Explain the output of the script in Section 4.4 mathematically. What does it converge to, and why does it sometimes fail to converge? (This problem does not involve Matlab.)
2.
Modify Example 4.6.1 so that it finds the first partial sum that is greater than \(20\text{.}\) Then use the tic toc commands to time two versions of this loop: one with reciprocals computed as 1/n and one with n^(-1). Which version runs faster?
(If the program takes more than a minute to run on your computer, replace \(20\) by \(15\text{.}\))
3.
Write a script that computes the arithmetic-harmonic mean which means is similar to Example 4.2.1 except that instead of geometric mean g = sqrt(x*y); we use the harmonic mean h = 2*x*y/(x+y).

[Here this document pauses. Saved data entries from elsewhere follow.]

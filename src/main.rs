use bannergen::{
    config::{BannerConfig, ProviderKind},
    create_generator, export,
    logger::{self, LogLevel, LoggerConfig},
    BannerStudio, RoundOutcome, SkipReason, DESIGN_TEMPLATES,
};
use clap::Parser;
use std::path::PathBuf;
use std::process;

#[derive(Parser)]
#[command(name = "bannergen")]
#[command(about = "Generate advertising banners in every common aspect ratio")]
struct Cli {
    /// What the product is and who it is for
    #[arg(long, short, required_unless_present = "list_templates")]
    description: Option<String>,

    /// Product landing page
    #[arg(long)]
    url: Option<String>,

    /// Design template name (see --list-templates)
    #[arg(long, short)]
    template: Option<String>,

    /// Image provider: gemini or bedrock (overrides BANNER_PROVIDER)
    #[arg(long)]
    provider: Option<ProviderKind>,

    /// Where to write the generated images (overrides BANNER_OUTPUT_DIR)
    #[arg(long, short)]
    output_dir: Option<PathBuf>,

    /// Print the available design templates and exit
    #[arg(long)]
    list_templates: bool,

    /// Log at debug level with source locations
    #[arg(long, short)]
    verbose: bool,

    /// Emit logs as JSON lines
    #[arg(long)]
    json_logs: bool,

    /// Also append logs to this file
    #[arg(long)]
    log_file: Option<String>,
}

#[tokio::main]
async fn main() {
    let cli = Cli::parse();

    let dotenv_loaded = dotenv::dotenv().is_ok();

    let mut logger_config = if cli.verbose {
        LoggerConfig::development()
    } else {
        LoggerConfig::default().with_level(LogLevel::Info)
    };
    if cli.json_logs {
        logger_config = logger_config.with_json_output(true).with_colors(false);
    }
    if let Some(path) = &cli.log_file {
        logger_config = logger_config.with_file_output(path);
    }
    if let Err(e) = logger::init_with_config(logger_config) {
        eprintln!("{}", e);
        process::exit(1);
    }

    if dotenv_loaded {
        log::debug!("✅ .env file loaded");
    } else {
        log::debug!("No .env file found, using system environment variables");
    }

    if cli.list_templates {
        for template in DESIGN_TEMPLATES.iter() {
            println!("{:<22} {}", template.name, template.description);
        }
        return;
    }

    if let Err(e) = run(cli).await {
        log::error!("{}", e);
        process::exit(1);
    }
}

async fn run(cli: Cli) -> bannergen::Result<()> {
    let mut config = BannerConfig::from_env()?;
    if let Some(provider) = cli.provider {
        config = config.with_provider(provider);
    }
    if let Some(dir) = cli.output_dir {
        config = config.with_output_dir(dir);
    }
    logger::log_config_info(&config);

    let generator = create_generator(&config).await?;
    let studio = BannerStudio::new(generator);
    studio.set_description(cli.description.unwrap_or_default());
    if let Some(url) = cli.url {
        studio.set_url(url);
    }
    if let Some(template) = cli.template {
        studio.select_template(&template)?;
    }

    match studio.generate().await {
        RoundOutcome::Skipped(SkipReason::EmptyDescription) => {
            log::warn!("Product description is empty, nothing to generate");
            return Ok(());
        }
        RoundOutcome::Skipped(SkipReason::AlreadyRunning) => return Ok(()),
        RoundOutcome::Completed { succeeded, total } => {
            log::info!("✅ {} of {} banners generated", succeeded, total);
        }
        RoundOutcome::Failed(_) => {}
    }

    if let Some(error) = studio.error() {
        log::error!("{}", error);
    }

    let banners = studio.banners();
    for path in export::save_banners(&banners, &config.output_dir)? {
        println!("{}", path.display());
    }

    Ok(())
}
use chrono::{DateTime, Utc};
use colored::*;
use log::{Level, Metadata, Record};
use once_cell::sync::Lazy;
use serde::{Deserialize, Serialize};
use std::fs::{File, OpenOptions};
use std::io::{self, Write};
use std::sync::{Mutex, PoisonError};
use std::time::{Duration, Instant};
use uuid::Uuid;

static BANNER_LOGGER: Lazy<BannerLogger> = Lazy::new(BannerLogger::new);

pub fn init_with_config(config: LoggerConfig) -> Result<(), String> {
    let max_level = config.min_level.to_level_filter();
    BANNER_LOGGER.update_config(config)?;

    log::set_logger(&*BANNER_LOGGER).map_err(|e| format!("Failed to set logger: {:?}", e))?;
    log::set_max_level(max_level);
    Ok(())
}

#[derive(Debug, Clone, Copy, PartialEq, Eq, PartialOrd, Ord, Serialize, Deserialize)]
pub enum LogLevel {
    Trace,
    Debug,
    Info,
    Warn,
    Error,
}

impl LogLevel {
    pub fn color(&self) -> Color {
        match self {
            LogLevel::Trace => Color::Cyan,
            LogLevel::Debug => Color::Blue,
            LogLevel::Info => Color::Green,
            LogLevel::Warn => Color::Yellow,
            LogLevel::Error => Color::Red,
        }
    }

    pub fn emoji(&self) -> &'static str {
        match self {
            LogLevel::Trace => "🔍",
            LogLevel::Debug => "🐛",
            LogLevel::Info => "🎨",
            LogLevel::Warn => "⚠️",
            LogLevel::Error => "❌",
        }
    }

    pub fn as_str(&self) -> &'static str {
        match self {
            LogLevel::Trace => "TRACE",
            LogLevel::Debug => "DEBUG",
            LogLevel::Info => "INFO",
            LogLevel::Warn => "WARN",
            LogLevel::Error => "ERROR",
        }
    }

    pub fn to_level_filter(&self) -> log::LevelFilter {
        self.to_level().to_level_filter()
    }

    pub fn to_level(&self) -> Level {
        match self {
            LogLevel::Trace => Level::Trace,
            LogLevel::Debug => Level::Debug,
            LogLevel::Info => Level::Info,
            LogLevel::Warn => Level::Warn,
            LogLevel::Error => Level::Error,
        }
    }
}

impl From<Level> for LogLevel {
    fn from(level: Level) -> Self {
        match level {
            Level::Trace => LogLevel::Trace,
            Level::Debug => LogLevel::Debug,
            Level::Info => LogLevel::Info,
            Level::Warn => LogLevel::Warn,
            Level::Error => LogLevel::Error,
        }
    }
}

/// One record as written to the JSON sink.
#[derive(Debug, Clone, Serialize, Deserialize)]
pub struct LogEntry {
    pub id: String,
    pub timestamp: DateTime<Utc>,
    pub level: LogLevel,
    pub message: String,
    pub module: String,
    pub file: String,
    pub line: u32,
}

impl LogEntry {
    fn from_record(record: &Record) -> Self {
        Self {
            id: Uuid::new_v4().to_string(),
            timestamp: Utc::now(),
            level: record.level().into(),
            message: record.args().to_string(),
            module: record.module_path().unwrap_or("unknown").to_string(),
            file: record.file().unwrap_or("unknown").to_string(),
            line: record.line().unwrap_or(0),
        }
    }
}

#[derive(Debug, Clone)]
pub struct LoggerConfig {
    pub min_level: LogLevel,
    pub show_colors: bool,
    pub show_emojis: bool,
    pub show_file_location: bool,
    pub show_module: bool,
    pub timestamp_format: String,
    pub output_json: bool,
    pub log_file_path: Option<String>,
}

impl Default for LoggerConfig {
    fn default() -> Self {
        Self {
            min_level: LogLevel::Info,
            show_colors: true,
            show_emojis: true,
            show_file_location: false,
            show_module: true,
            timestamp_format: "%Y-%m-%d %H:%M:%S%.3f".to_string(),
            output_json: false,
            log_file_path: None,
        }
    }
}

impl LoggerConfig {
    pub fn new() -> Self {
        Self::default()
    }

    pub fn with_level(mut self, level: LogLevel) -> Self {
        self.min_level = level;
        self
    }

    pub fn with_colors(mut self, enabled: bool) -> Self {
        self.show_colors = enabled;
        self
    }

    pub fn with_file_output(mut self, path: &str) -> Self {
        self.log_file_path = Some(path.to_string());
        self
    }

    pub fn with_json_output(mut self, enabled: bool) -> Self {
        self.output_json = enabled;
        self
    }

    pub fn production() -> Self {
        Self {
            min_level: LogLevel::Info,
            show_colors: false,
            show_emojis: false,
            output_json: true,
            ..Default::default()
        }
    }

    pub fn development() -> Self {
        Self {
            min_level: LogLevel::Debug,
            show_file_location: true,
            ..Default::default()
        }
    }
}

/// Writes to stderr so stdout stays free for command output.
pub struct BannerLogger {
    config: Mutex<LoggerConfig>,
    log_file: Mutex<Option<File>>,
}

impl BannerLogger {
    fn new() -> Self {
        Self {
            config: Mutex::new(LoggerConfig::default()),
            log_file: Mutex::new(None),
        }
    }

    fn update_config(&self, new_config: LoggerConfig) -> Result<(), String> {
        let file = match &new_config.log_file_path {
            Some(path) => Some(
                OpenOptions::new()
                    .create(true)
                    .append(true)
                    .open(path)
                    .map_err(|e| format!("Failed to open log file {}: {}", path, e))?,
            ),
            None => None,
        };

        // Same lock order as `log`: config, then file.
        let mut config = self.config.lock().unwrap_or_else(PoisonError::into_inner);
        *self.log_file.lock().unwrap_or_else(PoisonError::into_inner) = file;
        *config = new_config;
        Ok(())
    }

    fn format_line(entry: &LogEntry, config: &LoggerConfig) -> String {
        let mut output = String::new();

        let timestamp = entry.timestamp.format(&config.timestamp_format).to_string();
        if config.show_colors {
            output.push_str(&format!("{} ", timestamp.bright_black()));
        } else {
            output.push_str(&format!("{} ", timestamp));
        }

        let level = if config.show_emojis {
            format!("{} {}", entry.level.emoji(), entry.level.as_str())
        } else {
            entry.level.as_str().to_string()
        };
        if config.show_colors {
            output.push_str(&format!("[{}] ", level.color(entry.level.color()).bold()));
        } else {
            output.push_str(&format!("[{}] ", level));
        }

        if config.show_module && !entry.module.is_empty() {
            if config.show_colors {
                output.push_str(&format!("{}: ", entry.module.bright_blue()));
            } else {
                output.push_str(&format!("{}: ", entry.module));
            }
        }

        output.push_str(&entry.message);

        if config.show_file_location {
            let location = format!("{}:{}", entry.file, entry.line);
            if config.show_colors {
                output.push_str(&format!(" ({})", location.bright_black()));
            } else {
                output.push_str(&format!(" ({})", location));
            }
        }

        output
    }

    fn render(entry: &LogEntry, config: &LoggerConfig) -> String {
        if config.output_json {
            serde_json::to_string(entry).unwrap_or_default()
        } else {
            Self::format_line(entry, config)
        }
    }
}

impl log::Log for BannerLogger {
    fn enabled(&self, metadata: &Metadata) -> bool {
        let config = self.config.lock().unwrap_or_else(PoisonError::into_inner);
        metadata.level() <= config.min_level.to_level()
    }

    fn log(&self, record: &Record) {
        if !self.enabled(record.metadata()) {
            return;
        }

        let entry = LogEntry::from_record(record);
        let config = self.config.lock().unwrap_or_else(PoisonError::into_inner);
        eprintln!("{}", Self::render(&entry, &config));

        let mut log_file = self.log_file.lock().unwrap_or_else(PoisonError::into_inner);
        if let Some(file) = log_file.as_mut() {
            // Files never get ANSI colors.
            let plain = LoggerConfig {
                show_colors: false,
                ..config.clone()
            };
            let _ = writeln!(file, "{}", Self::render(&entry, &plain));
        }
    }

    fn flush(&self) {
        let _ = io::stderr().flush();
        if let Some(file) = self
            .log_file
            .lock()
            .unwrap_or_else(PoisonError::into_inner)
            .as_mut()
        {
            let _ = file.flush();
        }
    }
}

/// Logs how long the enclosing scope took when dropped.
pub struct Timer {
    start: Instant,
    name: String,
}

impl Timer {
    pub fn new(name: &str) -> Self {
        log::debug!("⏱️  Starting {}", name);
        Self {
            start: Instant::now(),
            name: name.to_string(),
        }
    }

    pub fn elapsed(&self) -> Duration {
        self.start.elapsed()
    }
}

impl Drop for Timer {
    fn drop(&mut self) {
        log::info!(
            "⏱️  {} finished in {}ms",
            self.name,
            self.elapsed().as_millis()
        );
    }
}

pub fn timer(name: &str) -> Timer {
    Timer::new(name)
}

pub fn log_config_info(config: &crate::config::BannerConfig) {
    log::info!("⚙️  Configuration loaded:");
    log::info!("   Provider: {:?}", config.provider);
    match config.provider {
        crate::config::ProviderKind::Gemini => {
            log::info!("   Model: {}", config.gemini.model);
            log::info!(
                "   API key: {}",
                if config.gemini.api_key.is_some() { "✅" } else { "❌" }
            );
        }
        crate::config::ProviderKind::Bedrock => {
            log::info!("   Model: {}", config.bedrock.model_id);
            log::info!(
                "   Region: {}",
                config.bedrock.region.as_deref().unwrap_or("us-east-1")
            );
        }
    }
    log::info!("   Output directory: {}", config.output_dir.display());
}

As a testing case, check that the arithmetic-harmonic mean of 5 and 20 is 10.
Since there is no square root in this computation, we can use negative numbers too: the arithmetic-harmonic mean of -5 and -20 is -10. But if you start with two numbers of opposite signs, the loop never ends, so you will need to press Ctrl+C to end it. As a second part of this task, write another form of the loop, using the method from Section 4.4 to put a limit on the number of tries, for example 1000.